Tutto questo può essere difficile da accettare, può persino suggerire il bisogno di una rottura valoriale rispetto a uno schema che appare opprimente per gli esseri umani. Tuttavia, se si guarda alla denatalità non come a una inevitabile conseguenza dello sviluppo, ma come al risultato delle nuove disuguaglianze che stanno emergendo nelle società del benessere, anche l’approccio al problema può cambiare. Nessuno ha la verità in tasca, ma affermare che le politiche pronataliste non servono, o non servono più, può essere un clamoroso errore. Casomai si tratta di capire quali misure possano funzionare, a seconda dei contesti e delle caratteristiche culturali e sociali dei diversi territori, senza voler applicare o imporre modelli solo perché coincidono con la propria visione del mondo oppure sembrano funzionare altrove.

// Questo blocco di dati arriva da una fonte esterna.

use serde::{Deserialize, Serialize};
use std::fs;
use std::path::{Path, PathBuf};

use crate::app_dirs::AppDirs;
use crate::session::SessionConfig;
use crate::timer::DEFAULT_SECONDS_PER_QUESTION;

/// Persisted defaults
#[derive(Debug, Clone, Serialize, Deserialize, PartialEq)]
#[serde(default)]
pub struct Config {
    pub seconds_per_question: u64,
    pub report_url: Option<String>,
    pub log_results: bool,
    pub lock_window: bool,
}

impl Default for Config {
    fn default() -> Self {
        Self {
            seconds_per_question: DEFAULT_SECONDS_PER_QUESTION,
            report_url: None,
            log_results: false,
            lock_window: true,
        }
    }
}

/// Values given on the command line; `None`/`false` defers to the config
#[derive(Debug, Clone, Default, PartialEq)]
pub struct Overrides {
    pub seconds_per_question: Option<u64>,
    pub report_url: Option<String>,
    pub log_results: bool,
    pub no_lock_window: bool,
}

/// Settings in effect for one run
#[derive(Debug, Clone, PartialEq)]
pub struct RuntimeSettings {
    pub session: SessionConfig,
    pub report_url: Option<String>,
    pub log_results: bool,
    pub lock_window: bool,
}

impl Default for RuntimeSettings {
    fn default() -> Self {
        Config::default().resolve(&Overrides::default())
    }
}

impl Config {
    pub fn resolve(&self, overrides: &Overrides) -> RuntimeSettings {
        let seconds_per_question = overrides
            .seconds_per_question
            .unwrap_or(self.seconds_per_question)
            .max(1);
        let report_url = overrides
            .report_url
            .clone()
            .or_else(|| self.report_url.clone())
            .filter(|url| !url.trim().is_empty());

        RuntimeSettings {
            session: SessionConfig {
                seconds_per_question,
            },
            report_url,
            log_results: overrides.log_results || self.log_results,
            lock_window: self.lock_window && !overrides.no_lock_window,
        }
    }
}

impl From<&RuntimeSettings> for Config {
    fn from(rs: &RuntimeSettings) -> Self {
        Self {
            seconds_per_question: rs.session.seconds_per_question,
            report_url: rs.report_url.clone(),
            log_results: rs.log_results,
            lock_window: rs.lock_window,
        }
    }
}

pub trait ConfigStore {
    fn load(&self) -> Config;
    fn save(&self, cfg: &Config) -> std::io::Result<()>;
}

#[derive(Debug, Clone)]
pub struct FileConfigStore {
    path: PathBuf,
}

impl FileConfigStore {
    pub fn new() -> Self {
        Self {
            path: AppDirs::config_path(),
        }
    }

    pub fn with_path<P: AsRef<Path>>(p: P) -> Self {
        Self {
            path: p.as_ref().to_path_buf(),
        }
    }

    pub fn path(&self) -> &Path {
        &self.path
    }
}

impl Default for FileConfigStore {
    fn default() -> Self {
        Self::new()
    }
}

impl ConfigStore for FileConfigStore {
    fn load(&self) -> Config {
        if let Ok(bytes) = fs::read(&self.path) {
            if let Ok(cfg) = serde_json::from_slice::<Config>(&bytes) {
                return cfg;
            }
            log::warn!("ignoring unreadable config at {}", self.path.display());
        }
        Config::default()
    }

    fn save(&self, cfg: &Config) -> std::io::Result<()> {
        if let Some(parent) = self.path.parent() {
            fs::create_dir_all(parent)?;
        }
        let data = serde_json::to_vec_pretty(cfg)?;
        fs::write(&self.path, data)
    }
}

#[cfg(test)]
mod tests {
    use super::*;
    use tempfile::tempdir;

    #[test]
    fn roundtrip_default_config() {
        let dir = tempdir().unwrap();
        let path = dir.path().join("config.json");
        let store = FileConfigStore::with_path(&path);
        let cfg = Config::default();
        store.save(&cfg).unwrap();
        let loaded = store.load();
        assert_eq!(cfg, loaded);
    }

    #[test]
    fn save_and_load_custom_config() {
        let dir = tempdir().unwrap();
        let path = dir.path().join("nested").join("config.json");
        let store = FileConfigStore::with_path(&path);
        let cfg = Config {
            seconds_per_question: 90,
            report_url: Some("https://example.com/report".into()),
            log_results: true,
            lock_window: false,
        };
        store.save(&cfg).unwrap();
        let loaded = store.load();
        assert_eq!(cfg, loaded);
    }

    #[test]
    fn missing_or_corrupt_file_yields_defaults() {
        let dir = tempdir().unwrap();
        let path = dir.path().join("config.json");
        let store = FileConfigStore::with_path(&path);
        assert_eq!(store.load(), Config::default());

        fs::write(&path, b"{ not json").unwrap();
        assert_eq!(store.load(), Config::default());
    }

    #[test]
    fn partial_file_fills_in_defaults() {
        let dir = tempdir().unwrap();
        let path = dir.path().join("config.json");
        fs::write(&path, br#"{ "seconds_per_question": 30 }"#).unwrap();

        let cfg = FileConfigStore::with_path(&path).load();
        assert_eq!(cfg.seconds_per_question, 30);
        assert!(cfg.lock_window);
        assert_eq!(cfg.report_url, None);
    }

    #[test]
    fn overrides_take_precedence() {
        let cfg = Config {
            seconds_per_question: 90,
            report_url: Some("https://a.example/report".into()),
            log_results: false,
            lock_window: true,
        };
        let overrides = Overrides {
            seconds_per_question: Some(45),
            report_url: Some("https://b.example/report".into()),
            log_results: true,
            no_lock_window: true,
        };

        let rs = cfg.resolve(&overrides);
        assert_eq!(rs.session.seconds_per_question, 45);
        assert_eq!(rs.report_url.as_deref(), Some("https://b.example/report"));
        assert!(rs.log_results);
        assert!(!rs.lock_window);
    }

    #[test]
    fn resolve_clamps_and_filters() {
        let cfg = Config {
            report_url: Some("   ".into()),
            ..Config::default()
        };
        let rs = cfg.resolve(&Overrides {
            seconds_per_question: Some(0),
            ..Overrides::default()
        });

        assert_eq!(rs.session.seconds_per_question, 1);
        assert_eq!(rs.report_url, None);
    }

    #[test]
    fn runtime_settings_roundtrip_into_config() {
        let rs = RuntimeSettings::default();
        assert_eq!(Config::from(&rs), Config::default());
    }
}
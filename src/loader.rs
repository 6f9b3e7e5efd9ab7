use include_dir::{include_dir, Dir};
use log::{debug, info};
use rand::{seq::SliceRandom, Rng};
use reqwest::{blocking::Client, header::CACHE_CONTROL, StatusCode};
use std::fmt;
use std::fs;
use std::path::{Path, PathBuf};
use std::time::Duration;
use thiserror::Error;

use crate::question::{Question, QuestionError, RawQuestion};

static BANK_DIR: Dir = include_dir!("src/banks");

/// Bank compiled into the binary, used when no bank is given
pub const SAMPLE_BANK: &str = "sample.json";

const FETCH_TIMEOUT: Duration = Duration::from_secs(15);

#[derive(Debug, Error)]
pub enum LoadError {
    #[error("could not read question bank {path}: {source}")]
    Io {
        path: PathBuf,
        source: std::io::Error,
    },
    #[error("could not fetch question bank: {0}")]
    Http(#[from] reqwest::Error),
    #[error("question bank request failed with status {0}")]
    HttpStatus(StatusCode),
    #[error("embedded question bank {0} not found")]
    MissingEmbedded(String),
    #[error("question bank is not valid JSON: {0}")]
    Json(#[from] serde_json::Error),
    #[error("question bank is empty")]
    Empty,
    #[error("question {index} is malformed: {source}")]
    Invalid {
        index: usize,
        source: QuestionError,
    },
}

/// Anything that can hand over the raw questions of a bank
pub trait QuestionSource: fmt::Debug {
    fn fetch(&self) -> Result<Vec<RawQuestion>, LoadError>;

    /// Short human readable origin, used in logs
    fn describe(&self) -> String;
}

pub fn parse_bank(bytes: &[u8]) -> Result<Vec<RawQuestion>, LoadError> {
    Ok(serde_json::from_slice(bytes)?)
}

#[derive(Debug, Clone)]
pub struct FileQuestionSource {
    path: PathBuf,
}

impl FileQuestionSource {
    pub fn new<P: AsRef<Path>>(path: P) -> Self {
        Self {
            path: path.as_ref().to_path_buf(),
        }
    }
}

impl QuestionSource for FileQuestionSource {
    fn fetch(&self) -> Result<Vec<RawQuestion>, LoadError> {
        let bytes = fs::read(&self.path).map_err(|source| LoadError::Io {
            path: self.path.clone(),
            source,
        })?;
        parse_bank(&bytes)
    }

    fn describe(&self) -> String {
        self.path.display().to_string()
    }
}

#[derive(Debug, Clone)]
pub struct HttpQuestionSource {
    url: String,
}

impl HttpQuestionSource {
    pub fn new(url: impl Into<String>) -> Self {
        Self { url: url.into() }
    }
}

impl QuestionSource for HttpQuestionSource {
    fn fetch(&self) -> Result<Vec<RawQuestion>, LoadError> {
        let client = Client::builder().timeout(FETCH_TIMEOUT).build()?;
        let response = client
            .get(&self.url)
            .header(CACHE_CONTROL, "no-store")
            .send()?;

        if !response.status().is_success() {
            return Err(LoadError::HttpStatus(response.status()));
        }

        parse_bank(&response.bytes()?)
    }

    fn describe(&self) -> String {
        self.url.clone()
    }
}

#[derive(Debug, Clone)]
pub struct EmbeddedQuestionSource {
    name: String,
}

impl EmbeddedQuestionSource {
    pub fn new(name: impl Into<String>) -> Self {
        Self { name: name.into() }
    }

    pub fn sample() -> Self {
        Self::new(SAMPLE_BANK)
    }
}

impl QuestionSource for EmbeddedQuestionSource {
    fn fetch(&self) -> Result<Vec<RawQuestion>, LoadError> {
        let file = BANK_DIR
            .get_file(&self.name)
            .ok_or_else(|| LoadError::MissingEmbedded(self.name.clone()))?;
        parse_bank(file.contents())
    }

    fn describe(&self) -> String {
        format!("embedded:{}", self.name)
    }
}

/// In-memory bank
#[derive(Debug, Clone, Default)]
pub struct StaticQuestionSource {
    questions: Vec<RawQuestion>,
}

impl StaticQuestionSource {
    pub fn new(questions: Vec<RawQuestion>) -> Self {
        Self { questions }
    }
}

impl QuestionSource for StaticQuestionSource {
    fn fetch(&self) -> Result<Vec<RawQuestion>, LoadError> {
        Ok(self.questions.clone())
    }

    fn describe(&self) -> String {
        format!("static:{} questions", self.questions.len())
    }
}

/// Shuffles the question order and, independently, every question's options.
/// Both passes are Fisher-Yates shuffles, so every ordering is equally likely.
pub fn shuffle_bank<R: Rng + ?Sized>(raw: &mut [RawQuestion], rng: &mut R) {
    raw.shuffle(rng);
    for question in raw.iter_mut() {
        question.options.shuffle(rng);
    }
}

/// Fetches, validates and shuffles a bank. Nothing is returned unless every
/// question is well formed.
pub fn load_questions<R: Rng + ?Sized>(
    source: &dyn QuestionSource,
    rng: &mut R,
) -> Result<Vec<Question>, LoadError> {
    let mut raw = source.fetch()?;
    if raw.is_empty() {
        return Err(LoadError::Empty);
    }

    for (index, question) in raw.iter().enumerate() {
        question
            .validate()
            .map_err(|source| LoadError::Invalid { index, source })?;
    }
    debug!("validated {} questions from {}", raw.len(), source.describe());

    shuffle_bank(&mut raw, rng);

    let questions: Vec<Question> = raw
        .into_iter()
        .enumerate()
        .map(|(index, q)| Question::from_raw(index, q))
        .collect();

    info!(
        "loaded {} questions from {}",
        questions.len(),
        source.describe()
    );
    Ok(questions)
}
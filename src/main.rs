use clap::{error::ErrorKind, CommandFactory, Parser};
use crossterm::{
    execute,
    terminal::{disable_raw_mode, enable_raw_mode, EnterAlternateScreen, LeaveAlternateScreen},
    tty::IsTty,
};
use log::{info, warn};
use proctor::{
    app::App,
    app_dirs::AppDirs,
    config::{Config, ConfigStore, FileConfigStore, Overrides, RuntimeSettings},
    loader::{EmbeddedQuestionSource, FileQuestionSource, HttpQuestionSource, QuestionSource},
    report::{CsvReporter, FanOutReporter, HttpReporter, Reporter},
    runtime::{Capabilities, CrosstermEventSource, FixedTicker, Runner},
    ui::ui,
    TICK_RATE_MS,
};
use ratatui::{
    backend::{Backend, CrosstermBackend},
    Terminal,
};
use std::{
    error::Error,
    fs::{self, File},
    io::{self, stdin},
    path::PathBuf,
    time::Duration,
};

/// Longest shutdown wait for result reports still being sent
const REPORT_FLUSH_TIMEOUT: Duration = Duration::from_secs(5);

/// timed multiple-choice exams in the terminal
#[derive(Parser, Debug, Clone)]
#[clap(
    version,
    about,
    long_about = "Runs a timed multiple-choice exam in the terminal. Leaving the terminal, resizing it, right-clicking or pressing developer shortcuts ends the exam early. Results can be posted to a reporting endpoint."
)]
pub struct Cli {
    /// question bank JSON file; the built-in sample bank is used if omitted
    #[clap(short = 'q', long, conflicts_with = "questions_url")]
    questions: Option<PathBuf>,

    /// fetch the question bank from this URL instead of a file
    #[clap(long)]
    questions_url: Option<String>,

    /// seconds allowed per question
    #[clap(short = 's', long)]
    seconds_per_question: Option<u64>,

    /// endpoint that receives the result as a JSON POST
    #[clap(long, env = "PROCTOR_REPORT_URL")]
    report_url: Option<String>,

    /// also append results to a local CSV log
    #[clap(long)]
    log_results: bool,

    /// do not end the exam when the terminal is resized
    #[clap(long)]
    no_lock_window: bool,

    /// store the effective settings as the new defaults
    #[clap(long)]
    save_config: bool,

    /// prefill the participant name
    #[clap(long)]
    name: Option<String>,

    /// prefill the participant id
    #[clap(long)]
    id: Option<String>,

    /// prefill the participant class
    #[clap(long)]
    class: Option<String>,
}

impl Cli {
    fn overrides(&self) -> Overrides {
        Overrides {
            seconds_per_question: self.seconds_per_question,
            report_url: self.report_url.clone(),
            log_results: self.log_results,
            no_lock_window: self.no_lock_window,
        }
    }

    fn question_source(&self) -> Box<dyn QuestionSource> {
        match (&self.questions, &self.questions_url) {
            (Some(path), _) => Box::new(FileQuestionSource::new(path)),
            (None, Some(url)) => Box::new(HttpQuestionSource::new(url.clone())),
            (None, None) => Box::new(EmbeddedQuestionSource::sample()),
        }
    }
}

fn build_reporter(settings: &RuntimeSettings) -> Box<dyn Reporter> {
    let mut reporters: Vec<Box<dyn Reporter>> = vec![];

    if let Some(url) = &settings.report_url {
        match HttpReporter::new(url.clone()) {
            Ok(reporter) => reporters.push(Box::new(reporter)),
            Err(e) => warn!("reporting to {url} disabled: {e}"),
        }
    }
    if settings.log_results {
        reporters.push(Box::new(CsvReporter::new(AppDirs::results_path())));
    }

    Box::new(FanOutReporter::new(reporters))
}

/// Logs go to a file; the terminal belongs to the TUI
fn init_logging() {
    let path = AppDirs::log_path();
    if let Some(parent) = path.parent() {
        let _ = fs::create_dir_all(parent);
    }

    let mut builder =
        env_logger::Builder::from_env(env_logger::Env::default().default_filter_or("info"));
    match File::options().create(true).append(true).open(&path) {
        Ok(file) => {
            builder.target(env_logger::Target::Pipe(Box::new(file)));
        }
        Err(_) => {
            builder.filter_level(log::LevelFilter::Off);
        }
    }
    let _ = builder.try_init();
}

fn main() -> Result<(), Box<dyn Error>> {
    let cli = Cli::parse();

    if !stdin().is_tty() {
        let mut cmd = Cli::command();
        cmd.error(ErrorKind::Io, "stdin must be a tty").exit();
    }

    init_logging();

    let store = FileConfigStore::new();
    let settings = store.load().resolve(&cli.overrides());
    if cli.save_config {
        store.save(&Config::from(&settings))?;
        info!("saved settings to {}", store.path().display());
    }

    let mut app = App::new(
        settings.clone(),
        cli.question_source(),
        build_reporter(&settings),
    )
    .with_login(
        cli.name.as_deref().unwrap_or_default(),
        cli.id.as_deref().unwrap_or_default(),
        cli.class.as_deref().unwrap_or_default(),
    );

    enable_raw_mode()?;

    let mut stdout = io::stdout();
    execute!(stdout, EnterAlternateScreen)?;
    let capabilities = Capabilities::enable(&mut stdout);
    let backend = CrosstermBackend::new(stdout);
    let mut terminal = Terminal::new(backend)?;

    let outcome = start_tui(&mut terminal, &mut app);

    capabilities.restore(terminal.backend_mut());
    disable_raw_mode()?;
    execute!(terminal.backend_mut(), LeaveAlternateScreen)?;
    terminal.show_cursor()?;

    if let Some(result) = app.session.result() {
        println!("Score: {} / {}", result.score, result.total);
    }
    app.session.flush_reports(REPORT_FLUSH_TIMEOUT);

    outcome
}

fn start_tui<B: Backend>(terminal: &mut Terminal<B>, app: &mut App) -> Result<(), Box<dyn Error>> {
    let runner = Runner::new(
        CrosstermEventSource::new(),
        FixedTicker::new(Duration::from_millis(TICK_RATE_MS)),
    );

    while !app.should_quit() {
        terminal.draw(|f| ui(app, f))?;
        app.on_event(runner.step());
    }

    Ok(())
}

#[cfg(test)]
mod tests {
    use super::*;

    #[test]
    fn test_cli_defaults() {
        let cli = Cli::parse_from(["proctor"]);

        assert_eq!(cli.questions, None);
        assert_eq!(cli.seconds_per_question, None);
        assert!(!cli.log_results);
        assert!(!cli.no_lock_window);
        assert_eq!(cli.overrides().seconds_per_question, None);
    }

    #[test]
    fn test_cli_flags_become_overrides() {
        let cli = Cli::parse_from([
            "proctor",
            "-s",
            "30",
            "--report-url",
            "https://example.com/r",
            "--log-results",
            "--no-lock-window",
        ]);
        let overrides = cli.overrides();

        assert_eq!(overrides.seconds_per_question, Some(30));
        assert_eq!(overrides.report_url.as_deref(), Some("https://example.com/r"));
        assert!(overrides.log_results);
        assert!(overrides.no_lock_window);
    }

    #[test]
    fn test_questions_and_url_conflict() {
        let parsed = Cli::try_parse_from([
            "proctor",
            "-q",
            "bank.json",
            "--questions-url",
            "https://example.com/bank.json",
        ]);

        assert!(parsed.is_err());
    }

    #[test]
    fn test_question_source_selection() {
        let file = Cli::parse_from(["proctor", "-q", "bank.json"]).question_source();
        assert_eq!(file.describe(), "bank.json");

        let url = Cli::parse_from(["proctor", "--questions-url", "https://x.test/q.json"])
            .question_source();
        assert_eq!(url.describe(), "https://x.test/q.json");

        let embedded = Cli::parse_from(["proctor"]).question_source();
        assert_eq!(embedded.describe(), "embedded:sample.json");
    }

    #[test]
    fn test_cli_prefill() {
        let cli = Cli::parse_from(["proctor", "--name", "Ada", "--id", "42", "--class", "B"]);
        let app = App::new(
            RuntimeSettings::default(),
            cli.question_source(),
            build_reporter(&RuntimeSettings::default()),
        )
        .with_login(
            cli.name.as_deref().unwrap_or_default(),
            cli.id.as_deref().unwrap_or_default(),
            cli.class.as_deref().unwrap_or_default(),
        );

        assert_eq!(app.login.name, "Ada");
        assert_eq!(app.login.class, "B");
    }

    #[test]
    fn test_tick_rate_constant() {
        assert_eq!(TICK_RATE_MS, 100);
    }
}
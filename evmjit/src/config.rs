use std::path::Path;

use serde::{Deserialize, Serialize};

use crate::error::{JitError, JitResult};

pub const DEFAULT_MAX_CALL_DEPTH: usize = 1024;
pub const DEFAULT_MAX_HELPER_DEPTH: usize = 256;

#[derive(Clone, Debug, PartialEq, Eq, Serialize, Deserialize)]
#[serde(default, deny_unknown_fields)]
pub struct BridgeConfig {
    pub max_call_depth: usize,
    pub max_helper_depth: usize,
    pub verify_modules: bool,
}

impl Default for BridgeConfig {
    fn default() -> Self {
        Self {
            max_call_depth: DEFAULT_MAX_CALL_DEPTH,
            max_helper_depth: DEFAULT_MAX_HELPER_DEPTH,
            verify_modules: true,
        }
    }
}

impl BridgeConfig {
    pub fn from_json_str(text: &str) -> JitResult<Self> {
        let config: Self = serde_json::from_str(text)
            .map_err(|err| JitError::Config(format!("invalid bridge config: {err}")))?;
        config.validate()?;
        Ok(config)
    }

    pub fn load(path: impl AsRef<Path>) -> JitResult<Self> {
        let path = path.as_ref();
        let text = std::fs::read_to_string(path).map_err(|err| {
            JitError::Config(format!("failed to read {}: {err}", path.display()))
        })?;
        Self::from_json_str(&text)
    }

    pub fn validate(&self) -> JitResult<()> {
        if self.max_call_depth == 0 {
            return Err(JitError::Config(
                "max_call_depth must be at least 1".to_string(),
            ));
        }
        if self.max_helper_depth == 0 {
            return Err(JitError::Config(
                "max_helper_depth must be at least 1".to_string(),
            ));
        }
        Ok(())
    }
}
#![allow(dead_code, unused_imports)]

use std::cell::RefCell;
use std::rc::Rc;
use std::sync::Arc;

pub use alloy_primitives::{Address, B256, Bytes, U256};
pub use jit::{
    BinaryOp, BridgeConfig, CallOutcome, EnvSnapshot, ExecValue, HostCx, HostFunction,
    HostFunctions, Instruction, JitError, JitResult, Module, RuntimeManager, Signature, Type,
    execute_call,
};
pub use jit_abi::{ReturnCode, RuntimeField};

pub fn sample_env() -> EnvSnapshot {
    EnvSnapshot {
        address: Address::repeat_byte(0x11),
        caller: Address::repeat_byte(0x22),
        origin: Address::repeat_byte(0x33),
        value: U256::from(1_000_000_000u64),
        gas_price: U256::from(50u64),
        previous_block_hash: B256::repeat_byte(0x44),
        coinbase: Address::repeat_byte(0x55),
        timestamp: U256::from(1_438_269_988u64),
        number: U256::from(46_147u64),
        difficulty: U256::from(1_509_648_431_238u64),
        gas_limit: U256::from(3_141_592u64),
        call_data: Bytes::from_static(&[0xa9, 0x05, 0x9c, 0xbb]),
        code: Bytes::from_static(&[0x60, 0x00, 0x60, 0x00, 0xf3, 0x00, 0x00, 0x00, 0x00, 0x00]),
    }
}

/// A module whose entry function is emitted by `emit`. `emit` must end the
/// current block.
pub fn entry_module(name: &str, emit: impl FnOnce(&mut RuntimeManager<'_, '_>)) -> Module {
    let mut module = Module::new(name);
    let entry = module.declare_entry("main");
    let mut builder = module.builder(entry);
    let mut rt = RuntimeManager::new(&mut builder);
    emit(&mut rt);
    module
}

pub fn run(module: &Module, gas: u64, env: &EnvSnapshot, memory: &mut Vec<u8>) -> CallOutcome {
    run_with(module, gas, env, memory, &mut HostFunctions::new())
}

pub fn run_with(
    module: &Module,
    gas: u64,
    env: &EnvSnapshot,
    memory: &mut Vec<u8>,
    hosts: &mut HostFunctions,
) -> CallOutcome {
    execute_call(
        module,
        U256::from(gas),
        env,
        memory,
        hosts,
        &BridgeConfig::default(),
    )
    .expect("call should complete")
}

/// Runs `callee` as a nested call with the caller's environment and hands
/// its status code back to generated code.
pub struct SubcallHost {
    pub callee: Arc<Module>,
    pub gas: U256,
    pub outcomes: Rc<RefCell<Vec<CallOutcome>>>,
}

impl HostFunction for SubcallHost {
    fn call(&mut self, cx: &mut HostCx<'_>, _args: &[ExecValue]) -> JitResult<Option<ExecValue>> {
        let mut memory = Vec::new();
        let outcome = execute_call(
            &self.callee,
            self.gas,
            cx.env(),
            &mut memory,
            &mut HostFunctions::new(),
            cx.config(),
        )?;
        let status = U256::from(outcome.status.code() as u64);
        self.outcomes.borrow_mut().push(outcome);
        Ok(Some(ExecValue::Word(status)))
    }
}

È un esercizio non facile, e richiede il superamento di un altro dualismo: quello che colloca da una parte chi vorrebbe rilanciare le nascite per ragioni economiche, cioè per risolvere i problemi del welfare, delle pensioni, della sanità, delle imprese che non trovano manodopera; dall’altra chi vorrebbe nascessero più bambini per ragioni identitarie e di riproduzione della propria comunità. Invece le misure per accompagnare la nascita di nuove famiglie dovrebbero semplicemente mettere le persone, i giovani di oggi e di domani, nella condizione di sentirsi veramente liberi di realizzare il desiderio di diventare genitori.